Neither side scored particularly well in geography, with 94% of
Palestinian textbook maps failing to identify the existence of Israel
and 87% of Israeli maps lacking any mention of Palestine or the
Palestinian territories. Neither side’s textbooks devoted adequate
attention to the idea of living together in harmony, researchers
said."

"Among the most negative examples were an Israel state school textbook
refering to Arabs as “masses of the wild nation,” and ultra-Orthodox
textbook descriptions of a “convoy of bloodthirsty Arabs” and a
village that was a 'nest of murderers'."

"Israeli officials attacked the study even before it was officially
released, insisting that their textbooks were superior to
Palestinians’ and should not be compared in the same study."
"Israelis unhappy with study of their textbooks and Palestinians’" is
an article published today by the Washington Post.

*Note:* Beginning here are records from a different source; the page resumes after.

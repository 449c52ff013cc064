//! HTTP channel gateway client.
//!
//! Talks to a small JSON gateway that owns the MTProto session for the
//! tracked channel. The gateway keeps the user session (phone login, 2FA)
//! out of this process; all we hold is a bearer token.
//!
//! # Gateway contract
//!
//! | Method | Path | Response |
//! |--------|------|----------|
//! | `GET`  | `/channels/{handle}` | `{ "peer_id", "title", "username" }` |
//! | `GET`  | `/channels/{peer_id}/messages?limit&offset_id&min_id&reverse` | `{ "messages": [...] }` |
//! | `POST` | `/channels/{peer_id}/messages/lookup` `{ "ids": [...] }` | `{ "messages": [...] }` |
//! | `GET`  | `/channels/{peer_id}/messages/{id}/media` | raw bytes, `404` when absent |
//!
//! Message pages are newest first unless `reverse=true`. `offset_id`
//! continues a page sequence: newest-first pages return ids below it,
//! oldest-first pages ids above it.

use std::collections::VecDeque;
use std::time::Duration;

use async_trait::async_trait;
use serde::{Deserialize, Serialize};
use tracing::debug;

use crate::channel::{ChannelClient, ChannelMessage, ChannelRef, IterOptions, MessageCursor};
use crate::config::ChannelConfig;
use crate::error::ChannelError;

#[derive(Debug, Deserialize)]
struct MessagesPage {
    #[serde(default)]
    messages: Vec<ChannelMessage>,
}

#[derive(Debug, Serialize)]
struct LookupRequest<'a> {
    ids: &'a [i64],
}

/// Channel client backed by the HTTP gateway.
pub struct HttpChannelClient {
    base_url: String,
    token: String,
    page_size: usize,
    http: reqwest::Client,
}

impl HttpChannelClient {
    pub fn new(config: &ChannelConfig, token: String) -> Result<Self, ChannelError> {
        let http = reqwest::Client::builder()
            .timeout(Duration::from_secs(config.timeout_secs))
            .build()?;
        Ok(Self {
            base_url: config.gateway_url.trim_end_matches('/').to_string(),
            token,
            page_size: config.page_size,
            http,
        })
    }

    fn url(&self, path: &str) -> String {
        format!("{}{}", self.base_url, path)
    }
}

async fn check_status(resp: reqwest::Response) -> Result<reqwest::Response, ChannelError> {
    if resp.status().is_success() {
        return Ok(resp);
    }
    let status = resp.status().as_u16();
    let body = resp.text().await.unwrap_or_default();
    Err(ChannelError::Status {
        status,
        body: body.chars().take(500).collect(),
    })
}

/// Pages through `/messages` lazily, one request per exhausted page.
struct HttpCursor {
    http: reqwest::Client,
    url: String,
    token: String,
    page_size: usize,
    opts: IterOptions,
    buffer: VecDeque<ChannelMessage>,
    offset_id: Option<i64>,
    exhausted: bool,
}

impl HttpCursor {
    async fn fetch_page(&mut self) -> Result<(), ChannelError> {
        let mut query: Vec<(&str, String)> = vec![
            ("limit", self.page_size.to_string()),
            ("reverse", self.opts.oldest_first.to_string()),
        ];
        if let Some(min_id) = self.opts.min_id {
            query.push(("min_id", min_id.to_string()));
        }
        if let Some(offset) = self.offset_id {
            query.push(("offset_id", offset.to_string()));
        }

        let resp = self
            .http
            .get(&self.url)
            .bearer_auth(&self.token)
            .query(&query)
            .send()
            .await?;
        let page: MessagesPage = check_status(resp).await?.json().await?;
        debug!(count = page.messages.len(), offset = ?self.offset_id, "fetched message page");

        if page.messages.len() < self.page_size {
            self.exhausted = true;
        }
        if let Some(last) = page.messages.last() {
            self.offset_id = Some(last.id);
        }
        self.buffer.extend(page.messages);
        Ok(())
    }
}

#[async_trait]
impl MessageCursor for HttpCursor {
    async fn next(&mut self) -> Result<Option<ChannelMessage>, ChannelError> {
        if self.buffer.is_empty() && !self.exhausted {
            self.fetch_page().await?;
        }
        Ok(self.buffer.pop_front())
    }
}

#[async_trait]
impl ChannelClient for HttpChannelClient {
    async fn resolve_channel(&self, handle: &str) -> Result<ChannelRef, ChannelError> {
        let handle = handle.trim_start_matches('@');
        let resp = self
            .http
            .get(self.url(&format!("/channels/{}", handle)))
            .bearer_auth(&self.token)
            .send()
            .await?;
        if resp.status() == reqwest::StatusCode::NOT_FOUND {
            return Err(ChannelError::NotFound(handle.to_string()));
        }
        Ok(check_status(resp).await?.json().await?)
    }

    async fn iter_messages(
        &self,
        channel: &ChannelRef,
        opts: IterOptions,
    ) -> Result<Box<dyn MessageCursor>, ChannelError> {
        Ok(Box::new(HttpCursor {
            http: self.http.clone(),
            url: self.url(&format!("/channels/{}/messages", channel.peer_id)),
            token: self.token.clone(),
            page_size: self.page_size,
            opts,
            buffer: VecDeque::new(),
            offset_id: None,
            exhausted: false,
        }))
    }

    async fn fetch_messages_by_ids(
        &self,
        channel: &ChannelRef,
        ids: &[i64],
    ) -> Result<Vec<ChannelMessage>, ChannelError> {
        if ids.is_empty() {
            return Ok(Vec::new());
        }
        let resp = self
            .http
            .post(self.url(&format!("/channels/{}/messages/lookup", channel.peer_id)))
            .bearer_auth(&self.token)
            .json(&LookupRequest { ids })
            .send()
            .await?;
        let page: MessagesPage = check_status(resp).await?.json().await?;
        Ok(page.messages)
    }

    async fn download_media(
        &self,
        channel: &ChannelRef,
        message: &ChannelMessage,
    ) -> Result<Vec<u8>, ChannelError> {
        let resp = self
            .http
            .get(self.url(&format!(
                "/channels/{}/messages/{}/media",
                channel.peer_id, message.id
            )))
            .bearer_auth(&self.token)
            .send()
            .await?;
        if resp.status() == reqwest::StatusCode::NOT_FOUND {
            return Ok(Vec::new());
        }
        let bytes = check_status(resp).await?.bytes().await?;
        Ok(bytes.to_vec())
    }
}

"In both Israeli and Palestinian textbooks, the report says, maps
failed to delineate boundaries in the area between the Mediterranean
and the Jordan River. In the Palestinian books surveyed, only 4
percent showed boundaries between the West Bank and Gaza Strip and
Israel, referring to it by name. More than half failed to show a
boundary and labeled the entire area Palestine. In Israeli books, 76
percent of the maps showed no boundaries between Israel and
Palestinian areas, suggesting they were part of Israel," the article
reports.

The article concludes with a statement by Yossi Kuperwasser, director
general of the Israeli Strategic Affairs Ministry, "who heads a team
monitoring Palestinian statements that Israel deems inflammatory" and
who said "that the study was based on a 'distorted' premise. 'To
compare how each side presents the other is absurd, because we teach
peace, and they teach hatred of Israel and perpetuating the conflict,'
he said. 'It’s a difference of night and day'."